Wednesday, May 14, 2008

The Advertising Standards Authority is one of the few regulatory bodies in the UK regularly prepared to tackle the untruthful and unsubstantiated claims made routinely in the alternative health industry. It is also one of the weakest regulatory bodies in the UK. Nothing could highlight that more than how Life Healthcare (trading under the url http://www.reverseageing.com/) dealt with an investigation.

Life Healthcare had made an advertising leaflet for a product called Thyroid Support Formula and had a heading on the front page that stated "New Scientific Studies Prove That There Is Hope, Read On, and You'll learn the Secrets That Your Doctor Might Not Be Telling You about an Under-Active Thyroid". Particularly worrying was the claim that,
But the truth is that conventional medicine does not have the best testing or treatment methods for an under active thyroid. Just because your test results have come back negative for an under active thyroid doesn't mean you don't have it.

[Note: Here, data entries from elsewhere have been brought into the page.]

impl CalculatorBuilder {
    pub fn new(name: impl Into<String>) -> Self {
        Self {
            name: name.into(),
            input: None,
            output_keys: None,
            output_data_types: None,
            output_filenames: None,
            instrument_base_dir: PathBuf::from("./"),
            calculator_base_dir: PathBuf::from("calculator"),
            parameters: None,
        }
    }

    pub fn input(mut self, input: impl Into<InputSpec>) -> Self {
        self.input = Some(input.into());
        self
    }

    pub fn output_keys(mut self, keys: impl Into<KeySpec>) -> Self {
        self.output_keys = Some(keys.into());
        self
    }

    pub fn output_data_types(mut self, data_types: impl Into<TypeSpec>) -> Self {
        self.output_data_types = Some(data_types.into());
        self
    }

    pub fn output_filenames(mut self, filenames: impl Into<FilenameSpec>) -> Self {
        self.output_filenames = Some(filenames.into());
        self
    }

    pub fn instrument_base_dir(mut self, dir: impl Into<PathBuf>) -> Self {
        self.instrument_base_dir = dir.into();
        self
    }

    pub fn calculator_base_dir(mut self, dir: impl Into<PathBuf>) -> Self {
        self.calculator_base_dir = dir.into();
        self
    }

    pub fn parameters(mut self, parameters: ParameterSet) -> Self {
        self.parameters = Some(parameters);
        self
    }

    pub fn build(self) -> VinylResult<CalculatorEntity> {
        if self.name.trim().is_empty() {
            return Err(VinylError::EmptyField { field: "name" });
        }

        let input = self
            .input
            .ok_or(VinylError::MissingField { field: "input" })?
            .into_collection()?;

        let output_keys = self
            .output_keys
            .ok_or(VinylError::MissingField {
                field: "output_keys",
            })?
            .into_keys();
        let mut seen_keys = HashSet::new();
        for key in &output_keys {
            if key.trim().is_empty() {
                return Err(VinylError::InvalidField {
                    field: "output_keys",
                    expected: "a sequence of non-empty strings",
                    actual: "an empty string".to_string(),
                });
            }
            if !seen_keys.insert(key.as_str()) {
                return Err(VinylError::InvalidField {
                    field: "output_keys",
                    expected: "unique keys",
                    actual: format!("duplicate key `{key}`"),
                });
            }
        }

        let output_data_types = self
            .output_data_types
            .ok_or(VinylError::MissingField {
                field: "output_data_types",
            })?
            .into_types();
        if output_data_types.len() != output_keys.len() {
            return Err(VinylError::OutputArityMismatch {
                field: "output_data_types",
                expected: output_keys.len(),
                actual: output_data_types.len(),
            });
        }

        let output_filenames = match self.output_filenames {
            Some(spec) => {
                let filenames = spec.into_filenames();
                if filenames.len() != output_keys.len() {
                    return Err(VinylError::OutputArityMismatch {
                        field: "output_filenames",
                        expected: output_keys.len(),
                        actual: filenames.len(),
                    });
                }
                filenames
            }
            None => vec![None; output_keys.len()],
        };

        // Output constructor: one empty dataset per declared key, in
        // declaration order. Runs exactly once per entity.
        let mut output = DatasetCollection::new();
        for (key, data_type) in output_keys.iter().zip(&output_data_types) {
            output.add_dataset(data_type.instantiate(key.clone()))?;
        }

        Ok(CalculatorEntity {
            name: self.name,
            input,
            output_keys,
            output_data_types,
            output_filenames,
            instrument_base_dir: self.instrument_base_dir,
            calculator_base_dir: self.calculator_base_dir,
            parameters: self.parameters,
            output,
        })
    }
}

/// Enumerated override set for [`CalculatorEntity::derive_with`]. Applied
/// by direct assignment into the clone, skipping build-time validation.
#[derive(Debug, Clone, Default)]
pub struct DeriveOverrides {
    pub name: Option<String>,
    pub input: Option<DatasetCollection>,
    pub output_filenames: Option<Vec<Option<String>>>,
    pub instrument_base_dir: Option<PathBuf>,
    pub calculator_base_dir: Option<PathBuf>,
}

/// State owned by every calculator: the validated field set plus the
/// derived output collection.
#[derive(Debug, Clone, PartialEq, Serialize, Deserialize)]
#[serde(rename_all = "camelCase")]
pub struct CalculatorEntity {
    name: String,
    input: DatasetCollection,
    output_keys: Vec<String>,
    output_data_types: Vec<DatasetType>,
    output_filenames: Vec<Option<String>>,
    instrument_base_dir: PathBuf,
    calculator_base_dir: PathBuf,
    parameters: Option<ParameterSet>,
    output: DatasetCollection,
}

A complainant to the ASA expressed concerns that a leaflet from Life Healthcare was
potentially harmful because it discouraged people from seeking proper medical treatment or from following the advice of their doctor

and doubted that,
the claims made in the ad for the product's efficacy could be substantiated

The ASA took a look a the advertisement and also challenged Life Healthcare if they had proper authorisations to market their products and whether the testimonials and photos included in the ad were genuine.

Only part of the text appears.